Exercise:
Please repeat each of the records that follow, exactly as written.

Segment Start: Records to process

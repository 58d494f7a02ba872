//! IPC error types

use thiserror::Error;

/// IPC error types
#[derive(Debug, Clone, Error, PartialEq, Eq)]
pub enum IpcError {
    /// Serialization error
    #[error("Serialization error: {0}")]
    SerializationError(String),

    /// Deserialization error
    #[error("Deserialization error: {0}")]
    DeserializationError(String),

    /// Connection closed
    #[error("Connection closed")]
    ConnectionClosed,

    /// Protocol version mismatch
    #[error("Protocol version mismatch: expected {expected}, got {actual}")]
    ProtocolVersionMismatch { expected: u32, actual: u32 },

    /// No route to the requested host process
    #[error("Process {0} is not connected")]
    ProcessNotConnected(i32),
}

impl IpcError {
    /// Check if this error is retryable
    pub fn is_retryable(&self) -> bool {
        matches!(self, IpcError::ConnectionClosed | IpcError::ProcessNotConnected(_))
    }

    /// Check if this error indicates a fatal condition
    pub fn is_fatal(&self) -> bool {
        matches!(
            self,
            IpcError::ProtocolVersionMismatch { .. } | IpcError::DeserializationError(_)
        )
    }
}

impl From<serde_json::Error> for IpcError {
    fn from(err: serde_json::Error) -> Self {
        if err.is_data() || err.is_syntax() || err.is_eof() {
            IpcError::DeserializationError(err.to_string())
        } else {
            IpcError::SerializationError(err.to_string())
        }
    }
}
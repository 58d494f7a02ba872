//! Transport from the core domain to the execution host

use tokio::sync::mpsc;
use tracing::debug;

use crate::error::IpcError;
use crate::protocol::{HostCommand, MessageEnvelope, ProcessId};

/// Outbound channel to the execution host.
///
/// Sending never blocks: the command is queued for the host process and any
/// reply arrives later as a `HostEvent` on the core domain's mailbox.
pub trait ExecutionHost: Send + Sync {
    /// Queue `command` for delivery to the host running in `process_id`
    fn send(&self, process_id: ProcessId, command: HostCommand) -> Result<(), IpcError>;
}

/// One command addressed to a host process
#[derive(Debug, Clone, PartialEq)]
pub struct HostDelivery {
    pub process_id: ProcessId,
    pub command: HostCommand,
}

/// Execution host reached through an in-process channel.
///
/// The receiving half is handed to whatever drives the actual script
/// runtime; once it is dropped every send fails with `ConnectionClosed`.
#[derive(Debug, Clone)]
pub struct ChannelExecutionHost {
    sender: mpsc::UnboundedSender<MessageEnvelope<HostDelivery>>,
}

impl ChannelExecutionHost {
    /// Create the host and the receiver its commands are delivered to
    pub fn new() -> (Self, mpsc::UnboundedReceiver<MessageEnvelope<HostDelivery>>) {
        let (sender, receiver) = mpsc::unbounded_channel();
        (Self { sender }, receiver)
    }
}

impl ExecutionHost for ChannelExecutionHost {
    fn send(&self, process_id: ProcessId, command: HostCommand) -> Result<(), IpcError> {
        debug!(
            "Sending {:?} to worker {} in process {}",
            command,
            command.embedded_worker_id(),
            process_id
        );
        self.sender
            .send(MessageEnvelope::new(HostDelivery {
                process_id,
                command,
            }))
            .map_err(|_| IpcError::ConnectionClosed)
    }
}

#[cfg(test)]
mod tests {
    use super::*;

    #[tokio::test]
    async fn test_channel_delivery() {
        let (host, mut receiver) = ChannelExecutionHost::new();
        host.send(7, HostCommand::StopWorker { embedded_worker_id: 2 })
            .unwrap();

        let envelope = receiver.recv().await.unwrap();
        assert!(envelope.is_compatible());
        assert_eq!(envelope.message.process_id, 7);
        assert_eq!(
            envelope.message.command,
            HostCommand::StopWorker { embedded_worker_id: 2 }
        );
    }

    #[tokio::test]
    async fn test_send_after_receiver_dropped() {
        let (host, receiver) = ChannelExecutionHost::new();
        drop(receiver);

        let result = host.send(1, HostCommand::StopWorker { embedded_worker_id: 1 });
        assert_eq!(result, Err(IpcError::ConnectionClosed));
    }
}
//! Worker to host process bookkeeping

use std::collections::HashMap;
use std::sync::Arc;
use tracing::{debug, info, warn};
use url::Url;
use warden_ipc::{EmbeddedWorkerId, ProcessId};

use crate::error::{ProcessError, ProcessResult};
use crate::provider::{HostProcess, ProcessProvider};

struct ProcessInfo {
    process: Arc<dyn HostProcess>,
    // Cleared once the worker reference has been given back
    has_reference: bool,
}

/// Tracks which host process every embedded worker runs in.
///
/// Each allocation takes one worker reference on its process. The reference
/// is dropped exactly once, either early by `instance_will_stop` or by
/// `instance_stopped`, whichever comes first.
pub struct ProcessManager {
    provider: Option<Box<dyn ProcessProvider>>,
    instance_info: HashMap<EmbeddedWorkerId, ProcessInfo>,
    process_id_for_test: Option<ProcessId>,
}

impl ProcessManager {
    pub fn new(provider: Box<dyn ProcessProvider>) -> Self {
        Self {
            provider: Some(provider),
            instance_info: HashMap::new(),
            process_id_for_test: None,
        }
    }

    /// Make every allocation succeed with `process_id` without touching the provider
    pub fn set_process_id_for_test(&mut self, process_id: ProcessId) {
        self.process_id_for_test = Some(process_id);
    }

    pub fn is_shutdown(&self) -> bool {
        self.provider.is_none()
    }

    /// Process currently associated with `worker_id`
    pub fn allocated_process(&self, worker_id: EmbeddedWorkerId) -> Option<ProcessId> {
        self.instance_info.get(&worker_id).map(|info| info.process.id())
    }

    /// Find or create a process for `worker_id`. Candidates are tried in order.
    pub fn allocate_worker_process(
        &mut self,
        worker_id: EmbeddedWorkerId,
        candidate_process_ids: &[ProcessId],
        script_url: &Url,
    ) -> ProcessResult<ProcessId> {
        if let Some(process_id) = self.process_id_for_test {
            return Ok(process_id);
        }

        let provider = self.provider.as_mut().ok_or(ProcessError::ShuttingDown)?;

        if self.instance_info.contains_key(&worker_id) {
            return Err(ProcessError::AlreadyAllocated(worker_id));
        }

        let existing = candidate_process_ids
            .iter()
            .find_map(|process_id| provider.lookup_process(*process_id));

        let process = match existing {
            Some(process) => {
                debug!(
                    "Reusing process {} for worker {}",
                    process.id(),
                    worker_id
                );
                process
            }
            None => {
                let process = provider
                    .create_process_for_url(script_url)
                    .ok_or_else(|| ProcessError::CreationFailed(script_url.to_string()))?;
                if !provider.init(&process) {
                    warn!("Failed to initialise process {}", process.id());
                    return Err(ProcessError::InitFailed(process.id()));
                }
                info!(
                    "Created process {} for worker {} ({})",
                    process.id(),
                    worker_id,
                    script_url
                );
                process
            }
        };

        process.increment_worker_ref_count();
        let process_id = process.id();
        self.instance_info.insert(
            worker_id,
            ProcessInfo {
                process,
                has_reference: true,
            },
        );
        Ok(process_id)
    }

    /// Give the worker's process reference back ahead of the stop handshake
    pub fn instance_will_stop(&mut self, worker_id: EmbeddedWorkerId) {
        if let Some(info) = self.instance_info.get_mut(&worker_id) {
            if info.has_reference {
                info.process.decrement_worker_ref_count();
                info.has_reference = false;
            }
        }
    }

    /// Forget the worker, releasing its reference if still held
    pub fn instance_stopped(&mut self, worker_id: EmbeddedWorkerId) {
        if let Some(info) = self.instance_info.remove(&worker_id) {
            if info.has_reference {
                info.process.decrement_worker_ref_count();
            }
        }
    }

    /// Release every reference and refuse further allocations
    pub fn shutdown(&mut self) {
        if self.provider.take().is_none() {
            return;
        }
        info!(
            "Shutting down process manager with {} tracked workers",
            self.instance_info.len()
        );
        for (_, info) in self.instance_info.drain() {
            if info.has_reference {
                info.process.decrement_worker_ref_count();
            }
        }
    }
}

Segment End: Records to process

Task result:
repository 58d494f7a02ba872
//! IPC error types

use thiserror::Error;

/// IPC error types
#[derive(Debug, Clone, Error, PartialEq, Eq)]
pub enum IpcError {
    /// Serialization error
    #[error("Serialization error: {0}")]
    SerializationError(String),

    /// Deserialization error
    #[error("Deserialization error: {0}")]
    DeserializationError(String),

    /// Connection closed
    #[error("Connection closed")]
    ConnectionClosed,

    /// Protocol version mismatch
    #[error("Protocol version mismatch: expected {expected}, got {actual}")]
    ProtocolVersionMismatch { expected: u32, actual: u32 },

    /// No route to the requested host process
    #[error("Process {0} is not connected")]
    ProcessNotConnected(i32),
}

impl IpcError {
    /// Check if this error is retryable
    pub fn is_retryable(&self) -> bool {
        matches!(self, IpcError::ConnectionClosed | IpcError::ProcessNotConnected(_))
    }

    /// Check if this error indicates a fatal condition
    pub fn is_fatal(&self) -> bool {
        matches!(
            self,
            IpcError::ProtocolVersionMismatch { .. } | IpcError::DeserializationError(_)
        )
    }
}

impl From<serde_json::Error> for IpcError {
    fn from(err: serde_json::Error) -> Self {
        if err.is_data() || err.is_syntax() || err.is_eof() {
            IpcError::DeserializationError(err.to_string())
        } else {
            IpcError::SerializationError(err.to_string())
        }
    }
}
repository 58d494f7a02ba872
//! Transport from the core domain to the execution host

use tokio::sync::mpsc;
use tracing::debug;

use crate::error::IpcError;
use crate::protocol::{HostCommand, MessageEnvelope, ProcessId};

/// Outbound channel to the execution host.
///
/// Sending never blocks: the command is queued for the host process and any
/// reply arrives later as a `HostEvent` on the core domain's mailbox.
pub trait ExecutionHost: Send + Sync {
    /// Queue `command` for delivery to the host running in `process_id`
    fn send(&self, process_id: ProcessId, command: HostCommand) -> Result<(), IpcError>;
}

/// One command addressed to a host process
#[derive(Debug, Clone, PartialEq)]
pub struct HostDelivery {
    pub process_id: ProcessId,
    pub command: HostCommand,
}

/// Execution host reached through an in-process channel.
///
/// The receiving half is handed to whatever drives the actual script
/// runtime; once it is dropped every send fails with `ConnectionClosed`.
#[derive(Debug, Clone)]
pub struct ChannelExecutionHost {
    sender: mpsc::UnboundedSender<MessageEnvelope<HostDelivery>>,
}

impl ChannelExecutionHost {
    /// Create the host and the receiver its commands are delivered to
    pub fn new() -> (Self, mpsc::UnboundedReceiver<MessageEnvelope<HostDelivery>>) {
        let (sender, receiver) = mpsc::unbounded_channel();
        (Self { sender }, receiver)
    }
}

impl ExecutionHost for ChannelExecutionHost {
    fn send(&self, process_id: ProcessId, command: HostCommand) -> Result<(), IpcError> {
        debug!(
            "Sending {:?} to worker {} in process {}",
            command,
            command.embedded_worker_id(),
            process_id
        );
        self.sender
            .send(MessageEnvelope::new(HostDelivery {
                process_id,
                command,
            }))
            .map_err(|_| IpcError::ConnectionClosed)
    }
}

#[cfg(test)]
mod tests {
    use super::*;

    #[tokio::test]
    async fn test_channel_delivery() {
        let (host, mut receiver) = ChannelExecutionHost::new();
        host.send(7, HostCommand::StopWorker { embedded_worker_id: 2 })
            .unwrap();

        let envelope = receiver.recv().await.unwrap();
        assert!(envelope.is_compatible());
        assert_eq!(envelope.message.process_id, 7);
        assert_eq!(
            envelope.message.command,
            HostCommand::StopWorker { embedded_worker_id: 2 }
        );
    }

    #[tokio::test]
    async fn test_send_after_receiver_dropped() {
        let (host, receiver) = ChannelExecutionHost::new();
        drop(receiver);

        let result = host.send(1, HostCommand::StopWorker { embedded_worker_id: 1 });
        assert_eq!(result, Err(IpcError::ConnectionClosed));
    }
}
//! Worker to host process bookkeeping

use std::collections::HashMap;
use std::sync::Arc;
use tracing::{debug, info, warn};
use url::Url;
use warden_ipc::{EmbeddedWorkerId, ProcessId};

use crate::error::{ProcessError, ProcessResult};
use crate::provider::{HostProcess, ProcessProvider};

struct ProcessInfo {
    process: Arc<dyn HostProcess>,
    // Cleared once the worker reference has been given back
    has_reference: bool,
}

/// Tracks which host process every embedded worker runs in.
///
/// Each allocation takes one worker reference on its process. The reference
/// is dropped exactly once, either early by `instance_will_stop` or by
/// `instance_stopped`, whichever comes first.
pub struct ProcessManager {
    provider: Option<Box<dyn ProcessProvider>>,
    instance_info: HashMap<EmbeddedWorkerId, ProcessInfo>,
    process_id_for_test: Option<ProcessId>,
}

impl ProcessManager {
    pub fn new(provider: Box<dyn ProcessProvider>) -> Self {
        Self {
            provider: Some(provider),
            instance_info: HashMap::new(),
            process_id_for_test: None,
        }
    }

    /// Make every allocation succeed with `process_id` without touching the provider
    pub fn set_process_id_for_test(&mut self, process_id: ProcessId) {
        self.process_id_for_test = Some(process_id);
    }

    pub fn is_shutdown(&self) -> bool {
        self.provider.is_none()
    }

    /// Process currently associated with `worker_id`
    pub fn allocated_process(&self, worker_id: EmbeddedWorkerId) -> Option<ProcessId> {
        self.instance_info.get(&worker_id).map(|info| info.process.id())
    }

    /// Find or create a process for `worker_id`. Candidates are tried in order.
    pub fn allocate_worker_process(
        &mut self,
        worker_id: EmbeddedWorkerId,
        candidate_process_ids: &[ProcessId],
        script_url: &Url,
    ) -> ProcessResult<ProcessId> {
        if let Some(process_id) = self.process_id_for_test {
            return Ok(process_id);
        }

        let provider = self.provider.as_mut().ok_or(ProcessError::ShuttingDown)?;

        if self.instance_info.contains_key(&worker_id) {
            return Err(ProcessError::AlreadyAllocated(worker_id));
        }

        let existing = candidate_process_ids
            .iter()
            .find_map(|process_id| provider.lookup_process(*process_id));

        let process = match existing {
            Some(process) => {
                debug!(
                    "Reusing process {} for worker {}",
                    process.id(),
                    worker_id
                );
                process
            }
            None => {
                let process = provider
                    .create_process_for_url(script_url)
                    .ok_or_else(|| ProcessError::CreationFailed(script_url.to_string()))?;
                if !provider.init(&process) {
                    warn!("Failed to initialise process {}", process.id());
                    return Err(ProcessError::InitFailed(process.id()));
                }
                info!(
                    "Created process {} for worker {} ({})",
                    process.id(),
                    worker_id,
                    script_url
                );
                process
            }
        };

        process.increment_worker_ref_count();
        let process_id = process.id();
        self.instance_info.insert(
            worker_id,
            ProcessInfo {
                process,
                has_reference: true,
            },
        );
        Ok(process_id)
    }

    /// Give the worker's process reference back ahead of the stop handshake
    pub fn instance_will_stop(&mut self, worker_id: EmbeddedWorkerId) {
        if let Some(info) = self.instance_info.get_mut(&worker_id) {
            if info.has_reference {
                info.process.decrement_worker_ref_count();
                info.has_reference = false;
            }
        }
    }

    /// Forget the worker, releasing its reference if still held
    pub fn instance_stopped(&mut self, worker_id: EmbeddedWorkerId) {
        if let Some(info) = self.instance_info.remove(&worker_id) {
            if info.has_reference {
                info.process.decrement_worker_ref_count();
            }
        }
    }

    /// Release every reference and refuse further allocations
    pub fn shutdown(&mut self) {
        if self.provider.take().is_none() {
            return;
        }
        info!(
            "Shutting down process manager with {} tracked workers",
            self.instance_info.len()
        );
        for (_, info) in self.instance_info.drain() {
            if info.has_reference {
                info.process.decrement_worker_ref_count();
            }
        }
    }
}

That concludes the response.